§ **What you should do**
Reproduce precisely the lines of the listing below, starting with the line that contains "metrics for observability" and stopping after the line that contains "registry.register(Box::new(orders_processed.clone()))?;"; include nothing else.

§ **Records for processing**

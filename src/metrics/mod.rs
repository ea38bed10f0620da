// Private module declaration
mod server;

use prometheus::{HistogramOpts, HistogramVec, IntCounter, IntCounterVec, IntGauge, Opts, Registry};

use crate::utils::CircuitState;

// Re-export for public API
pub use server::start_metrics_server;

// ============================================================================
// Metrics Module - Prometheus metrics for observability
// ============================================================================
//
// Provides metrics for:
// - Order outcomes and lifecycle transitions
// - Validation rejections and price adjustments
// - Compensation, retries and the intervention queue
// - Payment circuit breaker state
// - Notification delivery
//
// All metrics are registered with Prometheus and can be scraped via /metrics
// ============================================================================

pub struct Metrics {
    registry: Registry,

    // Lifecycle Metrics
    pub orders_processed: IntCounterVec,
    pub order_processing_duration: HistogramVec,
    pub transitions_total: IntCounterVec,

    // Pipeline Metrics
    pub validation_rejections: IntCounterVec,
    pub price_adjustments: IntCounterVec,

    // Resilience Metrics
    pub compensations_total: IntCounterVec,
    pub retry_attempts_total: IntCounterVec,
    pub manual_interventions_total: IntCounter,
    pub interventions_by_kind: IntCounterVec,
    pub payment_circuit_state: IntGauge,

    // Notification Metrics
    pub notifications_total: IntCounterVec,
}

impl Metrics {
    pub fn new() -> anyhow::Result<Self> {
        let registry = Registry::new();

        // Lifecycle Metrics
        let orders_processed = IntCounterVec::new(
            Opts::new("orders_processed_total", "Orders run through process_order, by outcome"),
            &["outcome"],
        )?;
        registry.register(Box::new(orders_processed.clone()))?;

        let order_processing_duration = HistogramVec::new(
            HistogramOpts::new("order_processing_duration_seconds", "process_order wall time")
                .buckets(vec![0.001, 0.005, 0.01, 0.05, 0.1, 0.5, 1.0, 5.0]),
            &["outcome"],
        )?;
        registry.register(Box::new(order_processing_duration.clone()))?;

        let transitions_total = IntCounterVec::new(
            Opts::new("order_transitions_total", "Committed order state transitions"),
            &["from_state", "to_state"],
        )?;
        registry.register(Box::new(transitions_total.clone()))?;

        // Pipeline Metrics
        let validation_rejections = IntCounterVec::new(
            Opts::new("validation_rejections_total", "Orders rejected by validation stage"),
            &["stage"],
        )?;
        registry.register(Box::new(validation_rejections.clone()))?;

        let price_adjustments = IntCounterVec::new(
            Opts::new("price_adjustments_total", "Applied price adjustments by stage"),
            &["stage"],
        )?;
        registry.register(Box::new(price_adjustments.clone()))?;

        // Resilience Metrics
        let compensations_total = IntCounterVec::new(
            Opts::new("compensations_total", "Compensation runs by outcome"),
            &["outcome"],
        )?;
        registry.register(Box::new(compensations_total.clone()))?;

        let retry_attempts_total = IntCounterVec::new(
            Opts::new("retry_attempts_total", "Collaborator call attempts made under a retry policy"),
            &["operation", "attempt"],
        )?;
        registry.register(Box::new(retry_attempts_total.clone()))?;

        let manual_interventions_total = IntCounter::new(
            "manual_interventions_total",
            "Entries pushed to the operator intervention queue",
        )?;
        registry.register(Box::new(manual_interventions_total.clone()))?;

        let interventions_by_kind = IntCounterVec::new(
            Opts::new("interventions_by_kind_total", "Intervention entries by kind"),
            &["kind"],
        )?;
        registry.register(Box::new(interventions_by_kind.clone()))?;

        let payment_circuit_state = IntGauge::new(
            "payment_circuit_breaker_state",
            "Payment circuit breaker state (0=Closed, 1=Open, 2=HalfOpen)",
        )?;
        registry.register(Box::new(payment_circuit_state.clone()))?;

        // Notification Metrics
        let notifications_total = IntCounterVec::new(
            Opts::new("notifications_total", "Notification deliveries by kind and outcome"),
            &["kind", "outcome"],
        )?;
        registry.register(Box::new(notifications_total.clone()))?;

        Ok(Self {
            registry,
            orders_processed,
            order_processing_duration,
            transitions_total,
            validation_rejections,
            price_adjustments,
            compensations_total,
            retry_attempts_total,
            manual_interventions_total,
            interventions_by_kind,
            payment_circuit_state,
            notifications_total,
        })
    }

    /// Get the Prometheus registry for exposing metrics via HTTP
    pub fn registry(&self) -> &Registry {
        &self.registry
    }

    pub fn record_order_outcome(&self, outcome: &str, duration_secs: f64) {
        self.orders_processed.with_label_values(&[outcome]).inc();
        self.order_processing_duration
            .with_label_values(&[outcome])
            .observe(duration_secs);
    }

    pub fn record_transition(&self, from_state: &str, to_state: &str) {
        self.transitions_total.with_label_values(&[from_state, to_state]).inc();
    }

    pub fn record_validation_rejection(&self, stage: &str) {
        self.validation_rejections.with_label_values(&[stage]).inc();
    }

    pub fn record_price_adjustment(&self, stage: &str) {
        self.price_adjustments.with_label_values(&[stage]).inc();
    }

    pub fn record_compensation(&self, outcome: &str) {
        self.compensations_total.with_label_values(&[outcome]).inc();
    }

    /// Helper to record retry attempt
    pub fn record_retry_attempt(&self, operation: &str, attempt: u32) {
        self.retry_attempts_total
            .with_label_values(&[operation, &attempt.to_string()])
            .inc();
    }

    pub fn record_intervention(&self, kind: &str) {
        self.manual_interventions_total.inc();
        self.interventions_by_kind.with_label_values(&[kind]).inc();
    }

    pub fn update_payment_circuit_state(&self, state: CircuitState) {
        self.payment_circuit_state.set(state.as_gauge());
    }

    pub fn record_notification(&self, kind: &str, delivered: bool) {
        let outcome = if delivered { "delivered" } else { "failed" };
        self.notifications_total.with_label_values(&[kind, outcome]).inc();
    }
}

§ **Exercise answer**
// Metrics Module - Prometheus metrics for observability
// ============================================================================
//
// Provides metrics for:
// - Order outcomes and lifecycle transitions
// - Validation rejections and price adjustments
// - Compensation, retries and the intervention queue
// - Payment circuit breaker state
// - Notification delivery
//
// All metrics are registered with Prometheus and can be scraped via /metrics
// ============================================================================

pub struct Metrics {
    registry: Registry,

    // Lifecycle Metrics
    pub orders_processed: IntCounterVec,
    pub order_processing_duration: HistogramVec,
    pub transitions_total: IntCounterVec,

    // Pipeline Metrics
    pub validation_rejections: IntCounterVec,
    pub price_adjustments: IntCounterVec,

    // Resilience Metrics
    pub compensations_total: IntCounterVec,
    pub retry_attempts_total: IntCounterVec,
    pub manual_interventions_total: IntCounter,
    pub interventions_by_kind: IntCounterVec,
    pub payment_circuit_state: IntGauge,

    // Notification Metrics
    pub notifications_total: IntCounterVec,
}

impl Metrics {
    pub fn new() -> anyhow::Result<Self> {
        let registry = Registry::new();

        // Lifecycle Metrics
        let orders_processed = IntCounterVec::new(
            Opts::new("orders_processed_total", "Orders run through process_order, by outcome"),
            &["outcome"],
        )?;
        registry.register(Box::new(orders_processed.clone()))?;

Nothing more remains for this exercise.